Once-Blue Asian-American voters in New York — sickened by crime, discrimination and poor education — have turned on the Democratic Party with a vengeance, a Post analysis of the election results reveals.
In a surprising development, Republican gubernatorial candidate Lee Zeldin won the Asian majority of the 40th Assembly District in Flushing/Bayside Queens over victorious Democratic Governor Kathy Hochul, with 7,819 votes to the incumbent’s 7,301.
Zeldin also defeated Hochul in the heavily Asian 47th and 49th Assembly districts of South Brooklyn.
The GOP congressman from Long Island won 23 predominantly Asian electoral districts combined in the two Assembly districts — including in Chinese-populated Sunset Park, the electoral district review found. Zeldin even won an electoral district in Chinatown – ED 16 – with 187 votes to Hochul’s 153.
“Safety is my top priority. The crime rate is increasingly dramatic in the streets of Chinatown. What the Republican Party is proposing is to solve the problem of public safety and high crime,” said Manhattan borough resident Lili, who also cited inflation and education as issues. which made her vote Republican.
“We’re Asian American citizens, but we’re not treated the same. … I’m very disappointed in the Democratic Party right now. I hope all of New York can turn red.
In a state where Democrats outnumber Republicans by more than 2 to 1, Hochul won the election over tough Zeldin by just 6 percentage points. His victory was fueled by support from 90% of black voters, but Zeldin made significant inroads among Orthodox Jewish and Latino voters, in addition to Asian voters.
The winning GOP candidates said they benefited from Asian discontent in once-solid Democratic territory.
“It comes down to public safety and education. People see crime every day. I heard it when I knocked on doors,” said Lester Chang, the Republican candidate who upset 36-year-old veteran Democratic MP Peter Abbate in 49th AD.
And while Zeldin won the 40th DA in Flushing/Bayside, Democratic Congressman Ron Kim managed to squeeze through his own race in the district, winning re-election by just 550 votes – or 52% to 48% – against his rival Republican Sharon Liao.
He said his constituents felt the Democratic regime in New York had failed to address their concerns.
“For the past few years, my constituents have felt physically and economically insecure. A group of immigrants were told that if they worked hard, they would get through. This is no longer the case. The Democratic Party leadership did not take these concerns seriously. … There is a lot of frustration and anger in the Asian-American community,” Kim said.
Zeldin also edged out Hochul in the Asian community. He met with Asian civic leaders in Flushing shortly after announcing his candidacy last year and his campaign has maintained a steady reach, said Yiakin Chu, co-founder and chairman of the new nonpartisan group, Asian Wave Alliance.

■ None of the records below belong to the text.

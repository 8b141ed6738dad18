//! Result artifacts
//!
//! Serializes a finished run into the two output files:
//! `MATILDA_<db>_results.json` (machine-readable, deterministic modulo the
//! `execution_time_seconds` field) and `report_MATILDA_<db>.md` (human
//! summary with confidence rendered to 4 decimal places). Rule entries
//! appear in sink rank order.

use std::fmt::Write as _;
use std::path::{Path, PathBuf};

use serde::{Deserialize, Serialize};
use tracing::info;

use crate::discovery::DiscoveryOutcome;
use crate::error::Result;

/// One rule entry in the JSON artifact
#[derive(Debug, Clone, Serialize, Deserialize)]
pub struct RuleEntry {
    /// Body atoms, rendered
    pub body: Vec<String>,
    /// Head atoms, rendered
    pub head: Vec<String>,
    /// Body witnesses satisfying the head
    pub support: u64,
    /// Witness fraction
    pub confidence: f64,
    /// Full logical form
    pub tgd_string: String,
}

/// Run metadata in the JSON artifact
#[derive(Debug, Clone, Serialize, Deserialize)]
pub struct RunMetadata {
    /// Database display name
    pub database: String,
    /// Number of rules in the artifact
    pub total_rules: usize,
    /// Wall-clock duration of the run
    pub execution_time_seconds: f64,
    /// `success` or `partial`
    pub status: String,
}

/// The complete JSON artifact
#[derive(Debug, Clone, Serialize, Deserialize)]
pub struct ResultsDocument {
    /// Discovered rules in rank order
    pub rules: Vec<RuleEntry>,
    /// Run metadata
    pub metadata: RunMetadata,
}

impl ResultsDocument {
    /// Build the document for a finished run
    pub fn from_outcome(outcome: &DiscoveryOutcome) -> ResultsDocument {
        let rules = outcome
            .rules
            .iter()
            .map(|accepted| RuleEntry {
                body: accepted.rule.body_strings(),
                head: accepted.rule.head_strings(),
                support: accepted.support,
                confidence: accepted.confidence,
                tgd_string: accepted.rule.tgd_string(),
            })
            .collect();
        ResultsDocument {
            rules,
            metadata: RunMetadata {
                database: outcome.database.clone(),
                total_rules: outcome.rules.len(),
                execution_time_seconds: outcome.elapsed.as_secs_f64(),
                status: outcome.status.as_str().to_string(),
            },
        }
    }
}

/// Render the Markdown summary
pub fn render_markdown(outcome: &DiscoveryOutcome) -> String {
    let mut out = String::new();
    let _ = writeln!(out, "# MATILDA discovery report — {}", outcome.database);
    let _ = writeln!(out);
    let _ = writeln!(out, "- **Status**: {}", outcome.status.as_str());
    if let Some(trigger) = outcome.trigger {
        let _ = writeln!(out, "- **Cancelled by**: {}", trigger);
    }
    let _ = writeln!(out, "- **Rules discovered**: {}", outcome.rules.len());
    let _ = writeln!(
        out,
        "- **Candidates**: {} enumerated, {} validated",
        outcome.stats.enumerated, outcome.stats.validated
    );
    let _ = writeln!(
        out,
        "- **Execution time**: {:.2}s",
        outcome.elapsed.as_secs_f64()
    );
    let _ = writeln!(out);
    if outcome.rules.is_empty() {
        let _ = writeln!(out, "No rules met the support and confidence thresholds.");
    } else {
        let _ = writeln!(out, "| # | TGD | Support | Confidence |");
        let _ = writeln!(out, "|---|-----|---------|------------|");
        for (i, accepted) in outcome.rules.iter().enumerate() {
            let _ = writeln!(
                out,
                "| {} | `{}` | {} | {:.4} |",
                i + 1,
                accepted.rule.tgd_string(),
                accepted.support,
                accepted.confidence
            );
        }
    }
    out
}

/// Write both artifacts into `output_dir`, returning their paths
pub fn write_artifacts(
    outcome: &DiscoveryOutcome,
    output_dir: &Path,
) -> Result<(PathBuf, PathBuf)> {
    std::fs::create_dir_all(output_dir)?;
    let json_path = output_dir.join(format!("MATILDA_{}_results.json", outcome.database));
    let md_path = output_dir.join(format!("report_MATILDA_{}.md", outcome.database));

    let document = ResultsDocument::from_outcome(outcome);
    let mut json = serde_json::to_string_pretty(&document)?;
    json.push('\n');
    std::fs::write(&json_path, json)?;
    std::fs::write(&md_path, render_markdown(outcome))?;

    info!(
        json = %json_path.display(),
        report = %md_path.display(),
        "artifacts written"
    );
    Ok((json_path, md_path))
}

#[cfg(test)]
mod tests {
    use super::*;
    use crate::discovery::{DiscoveryStats, RunStatus};
    use crate::prune::AcceptedRule;
    use crate::tgd::{fingerprint, Atom, Rule, Term};
    use std::time::Duration;

    fn outcome() -> DiscoveryOutcome {
        let rule = Rule::new(
            vec![Atom::new(
                "enrollment",
                vec![Term::Anonymous, Term::var(0), Term::Anonymous],
            )],
            vec![Atom::new(
                "student",
                vec![Term::var(0), Term::var(1), Term::var(2), Term::var(3)],
            )],
        );
        let accepted = AcceptedRule {
            fingerprint: fingerprint(&rule),
            support: 76,
            confidence: 76.0 / 81.0,
            rule,
        };
        DiscoveryOutcome {
            rules: vec![accepted],
            status: RunStatus::Success,
            trigger: None,
            stats: DiscoveryStats {
                enumerated: 10,
                validated: 8,
                accepted: 1,
            },
            elapsed: Duration::from_millis(1234),
            database: "imperfect_database".to_string(),
        }
    }

    #[test]
    fn test_json_document_shape() {
        let document = ResultsDocument::from_outcome(&outcome());
        assert_eq!(document.metadata.total_rules, 1);
        assert_eq!(document.metadata.status, "success");
        assert_eq!(document.rules[0].support, 76);
        assert_eq!(
            document.rules[0].body,
            vec!["enrollment(_, x, _)".to_string()]
        );
        assert_eq!(
            document.rules[0].tgd_string,
            "enrollment(_, x, _) → ∃y,z,w. student(x, y, z, w)"
        );
    }

    #[test]
    fn test_artifacts_written() {
        let dir = tempfile::tempdir().unwrap();
        let (json_path, md_path) = write_artifacts(&outcome(), dir.path()).unwrap();
        assert_eq!(
            json_path.file_name().unwrap(),
            "MATILDA_imperfect_database_results.json"
        );
        assert_eq!(
            md_path.file_name().unwrap(),
            "report_MATILDA_imperfect_database.md"
        );
        let parsed: ResultsDocument =
            serde_json::from_str(&std::fs::read_to_string(&json_path).unwrap()).unwrap();
        assert_eq!(parsed.rules.len(), 1);

        let markdown = std::fs::read_to_string(&md_path).unwrap();
        assert!(markdown.contains("0.9383"));
        assert!(markdown.contains("success"));
    }

    #[test]
    fn test_json_identical_modulo_execution_time() {
        let mut second = outcome();
        second.elapsed = Duration::from_millis(9999);
        let a = serde_json::to_string_pretty(&ResultsDocument::from_outcome(&outcome())).unwrap();
        let b = serde_json::to_string_pretty(&ResultsDocument::from_outcome(&second)).unwrap();
        let strip = |s: &str| {
            s.lines()
                .filter(|l| !l.contains("execution_time_seconds"))
                .collect::<Vec<_>>()
                .join("\n")
        };
        assert_ne!(a, b);
        assert_eq!(strip(&a), strip(&b));
    }
}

She said Zeldin supporters had overwhelmed WeChat, the social media app used by Chinese-speaking residents, while the Hochul campaign had virtually no presence.
Democratic policies promoting cashless bail and moving away from merit-based education programs have alienated Asian voters, Chu said.

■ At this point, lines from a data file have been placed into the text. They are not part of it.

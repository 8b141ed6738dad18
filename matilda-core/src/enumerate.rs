//! Candidate rule enumeration
//!
//! Produces a lazy sequence of candidate TGDs by a bounded depth-first
//! walk over the constraint graph:
//!
//! 1. Seed a singleton chain per relation (deterministic catalog order).
//! 2. Extend a chain by picking a variable occurrence and following a
//!    constraint-graph edge from its column to a compatible column of the
//!    next relation, which joins the fresh atom on that variable.
//! 3. Close every chain of length ≥ 2 into a candidate: the most recently
//!    added atom becomes the head, earlier atoms the body, body-only
//!    singleton variables become anonymous, and fresh head variables
//!    become existentials.
//!
//! Enumeration order is fully determined by relation order, neighbor
//! order, and DFS, so the candidate stream is reproducible. The working
//! set stays bounded at O(depth) because candidates are pulled one at a
//! time.

use std::collections::{HashMap, HashSet};
use std::sync::Arc;

use ahash::RandomState;
use tracing::trace;

use crate::catalog::Catalog;
use crate::graph::ConstraintGraph;
use crate::monitor::Monitor;
use crate::tgd::{prefix_fingerprint, Atom, Fingerprint, Rule, Term, Var};

/// Which relations seed the search
#[derive(Debug, Clone, Default)]
pub enum SeedPolicy {
    /// Every catalog relation seeds a chain
    #[default]
    AllRelations,
    /// Only the listed relations seed chains
    Relations(Vec<String>),
}

/// Search bounds for the enumerator
#[derive(Debug, Clone, Copy)]
pub struct EnumeratorLimits {
    /// Maximum atoms per rule (body + head)
    pub max_table: usize,
    /// Maximum distinct named variables per rule
    pub max_vars: usize,
}

/// A partial join chain during DFS
struct Chain {
    atoms: Vec<Atom>,
    next_var: u32,
}

/// Lazy, deterministic candidate stream
pub struct CandidateEnumerator<'a> {
    catalog: &'a Catalog,
    graph: &'a ConstraintGraph,
    limits: EnumeratorLimits,
    monitor: Arc<Monitor>,
    stack: Vec<Chain>,
    seen_prefixes: HashSet<Fingerprint, RandomState>,
}

impl<'a> CandidateEnumerator<'a> {
    /// Create an enumerator seeded per the given policy
    pub fn new(
        catalog: &'a Catalog,
        graph: &'a ConstraintGraph,
        limits: EnumeratorLimits,
        seed_policy: SeedPolicy,
        monitor: Arc<Monitor>,
    ) -> Self {
        let mut seen_prefixes = HashSet::with_hasher(RandomState::new());
        let mut seeds: Vec<Chain> = Vec::new();
        for relation in catalog.relations() {
            let selected = match &seed_policy {
                SeedPolicy::AllRelations => true,
                SeedPolicy::Relations(names) => names.iter().any(|n| n == &relation.name),
            };
            if !selected {
                continue;
            }
            let terms: Vec<Term> = (0..relation.arity() as u32).map(Term::var).collect();
            let atoms = vec![Atom::new(relation.name.clone(), terms)];
            seen_prefixes.insert(prefix_fingerprint(&atoms));
            seeds.push(Chain {
                atoms,
                next_var: relation.arity() as u32,
            });
        }
        // LIFO stack: reverse so the first relation is explored first.
        seeds.reverse();
        CandidateEnumerator {
            catalog,
            graph,
            limits,
            monitor,
            stack: seeds,
            seen_prefixes,
        }
    }

    /// Variables occurring at least twice across the chain; these survive
    /// anonymization no matter how the chain is closed
    fn shared_var_count(atoms: &[Atom]) -> usize {
        let mut occurrences: HashMap<Var, usize> = HashMap::new();
        for atom in atoms {
            for (_, v) in atom.variable_positions() {
                *occurrences.entry(v).or_insert(0) += 1;
            }
        }
        occurrences.values().filter(|&&n| n >= 2).count()
    }

    /// All one-step extensions of a chain, in deterministic order
    fn extensions(&mut self, chain: &Chain) -> Vec<Chain> {
        let mut out = Vec::new();
        for atom in &chain.atoms {
            for (pos, var) in atom.variable_positions() {
                for (neighbor, weight) in self.graph.neighbors(&atom.relation, pos) {
                    let Some(relation) = self.catalog.relation(&neighbor.relation) else {
                        continue;
                    };
                    let mut next_var = chain.next_var;
                    let terms: Vec<Term> = (0..relation.arity())
                        .map(|i| {
                            if i == neighbor.column {
                                Term::Var(var)
                            } else {
                                let term = Term::var(next_var);
                                next_var += 1;
                                term
                            }
                        })
                        .collect();
                    let mut atoms = chain.atoms.clone();
                    atoms.push(Atom {
                        relation: Arc::clone(&neighbor.relation),
                        terms,
                    });

                    if Self::shared_var_count(&atoms) > self.limits.max_vars {
                        continue;
                    }
                    // Collapse isomorphic DFS prefixes.
                    if !self.seen_prefixes.insert(prefix_fingerprint(&atoms)) {
                        continue;
                    }
                    trace!(len = atoms.len(), weight, "chain extended");
                    out.push(Chain { atoms, next_var });
                }
            }
        }
        out
    }

    /// Close a chain: last atom becomes the head, the rest the body
    fn close(&self, chain: &Chain) -> Option<Rule> {
        let (head_atom, body_atoms) = chain.atoms.split_last()?;
        if body_atoms.is_empty() {
            return None;
        }

        let mut occurrences: HashMap<Var, usize> = HashMap::new();
        for atom in &chain.atoms {
            for (_, v) in atom.variable_positions() {
                *occurrences.entry(v).or_insert(0) += 1;
            }
        }

        // Body-only singletons carry no constraint; rewrite them to `_`.
        let body: Vec<Atom> = body_atoms
            .iter()
            .map(|atom| Atom {
                relation: Arc::clone(&atom.relation),
                terms: atom
                    .terms
                    .iter()
                    .map(|term| match term {
                        Term::Var(v) if occurrences[v] == 1 => Term::Anonymous,
                        other => *other,
                    })
                    .collect(),
            })
            .collect();

        let rule = Rule::new(body, vec![head_atom.clone()]);
        if rule.variables().len() > self.limits.max_vars {
            return None;
        }
        if Self::is_trivial(&rule) {
            return None;
        }
        Some(rule)
    }

    /// A candidate is a tautology when its head imposes no variable
    /// constraint beyond what some body atom already states
    fn is_trivial(rule: &Rule) -> bool {
        rule.head.iter().all(|head| {
            rule.body.iter().any(|body| {
                head.relation == body.relation
                    && head.arity() == body.arity()
                    && head.terms.iter().zip(&body.terms).all(|(ht, bt)| match ht {
                        Term::Anonymous => true,
                        Term::Var(v) if rule.existentials.contains(v) => true,
                        Term::Var(_) => ht == bt,
                    })
            })
        })
    }
}

impl Iterator for CandidateEnumerator<'_> {
    type Item = Rule;

    fn next(&mut self) -> Option<Rule> {
        loop {
            if self.monitor.is_cancelled() {
                return None;
            }
            let chain = self.stack.pop()?;

            // Children first onto the stack (reversed for in-order DFS),
            // then the chain's own candidate is emitted.
            if chain.atoms.len() < self.limits.max_table {
                let mut children = self.extensions(&chain);
                children.reverse();
                self.stack.append(&mut children);
            }
            if chain.atoms.len() >= 2 {
                if let Some(rule) = self.close(&chain) {
                    return Some(rule);
                }
            }
        }
    }
}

“Education has really motivated people like never before. We’ve seen what politics can do for public education,” Chu said.
She also said working-class Asian voters oppose the move to impose congestion pricing — higher tolls — to enter Manhattan’s business district and replace the Rikers Island prison complex. by smaller jails in Chinatown and outer boroughs, controversial policies advanced by Democrats.
Chu and other members of the Asian community noted that the Democratic Party’s significant move away from Republicans began last year, when GOP mayoral candidate Curtis Sliwa won many Asian districts amid a backlash to former mayor Bill de Blasio’s efforts to make merit-based schooling more flexible. admission policies as well as pandemic restrictions.
Lawmaker Kim also said Asian parents are tired of seeing their children compete against black and Latino students to get into rigorous schools.
“Asian American families don’t want to be stuck in the rat race. It’s the Hunger Games. We are not building enough specialist schools and gifted and talented schools,” he said.